Linearity errors of the transmitting function of electronic circuits, of 
the preselection of a receiver or of an A/D converter, for example, often 
sharply limit the possibilities to use such circuits for measuring 
purposes. The non-linearities of such circuits act mainly by means of 
harmonic waves. Spectrally seen secondary lines (what are known as 
spurious lines) arise. In an A/D converter, such spurious lines lead to a 
falsification of the signal to be digitized. 
To reduce the linearity errors of A/D converters, what is known as 
dithering is taught (Large-Scale Dithered ADC, Hewlett Packard Journal, 
December 1993).
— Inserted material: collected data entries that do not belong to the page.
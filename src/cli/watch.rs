use anyhow::{Context, Result};
use std::io::BufRead;
use std::sync::Arc;
use tokio::sync::oneshot;
use tracing::{debug, info};

use super::ui::{StyleType, style_text};
use crate::core::config::AppConfig;
use crate::pipeline::RatePipeline;
use crate::scheduler::Scheduler;

/// Runs the pipeline on the configured period until Enter or Ctrl-C.
pub async fn watch(config: &AppConfig, pipeline: RatePipeline) -> Result<()> {
    let scheduler = Scheduler::new(config.interval());
    let handle = scheduler.shutdown_handle();
    let pipeline = Arc::new(pipeline);

    info!(
        period_secs = config.interval_secs,
        pairs = pipeline.pairs().len(),
        "Starting rate updates"
    );
    let task = tokio::spawn(async move { scheduler.run(pipeline.as_ref()).await });

    println!(
        "{} {}",
        style_text("Press Enter to exit...", StyleType::Prompt),
        style_text(
            &format!("(writing {})", config.output_path.display()),
            StyleType::Subtle
        )
    );
    wait_for_exit().await?;

    handle.shutdown();
    let ticks = task.await.context("Scheduler task failed")?;
    info!(ticks, "Stopped rate updates");
    Ok(())
}

/// Resolves on a line from stdin or on Ctrl-C. With stdin closed only Ctrl-C
/// is waited for.
async fn wait_for_exit() -> Result<()> {
    let (tx, rx) = oneshot::channel();

    // Blocking stdin reads would hold up runtime shutdown, so they get their own thread
    std::thread::spawn(move || {
        let mut line = String::new();
        let got_line = matches!(std::io::stdin().lock().read_line(&mut line), Ok(n) if n > 0);
        if got_line {
            let _ = tx.send(());
        }
    });

    tokio::select! {
        res = rx => {
            if res.is_ok() {
                debug!("Exit requested from stdin");
                return Ok(());
            }
            debug!("stdin closed, waiting for Ctrl-C");
            tokio::signal::ctrl_c().await.context("Failed to listen for Ctrl-C")?;
        }
        res = tokio::signal::ctrl_c() => {
            res.context("Failed to listen for Ctrl-C")?;
        }
    }
    debug!("Exit requested by Ctrl-C");
    Ok(())
}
An artificially generated auxiliary signal is therein 
added to the useful signal at the input of the A/D converter, said signal 
being separated from the useful signal again at the output. In this known 
method, whose effectiveness depends on the conditions of use and is 
difficult to assess, particularly for integral non-linearities, the 
effective control range of the A/D converter is reduced and the useful 
bandwidth is restricted. 
SUMMARY OF THE INVENTION 
It is thus an object of the invention to demonstrate a method which avoids 
these disadvantages and which enables a better suppression of the effects 
of linearity errors of such electronic circuits as A/D converters. A 
simple arrangement for carrying out the method is also provided. 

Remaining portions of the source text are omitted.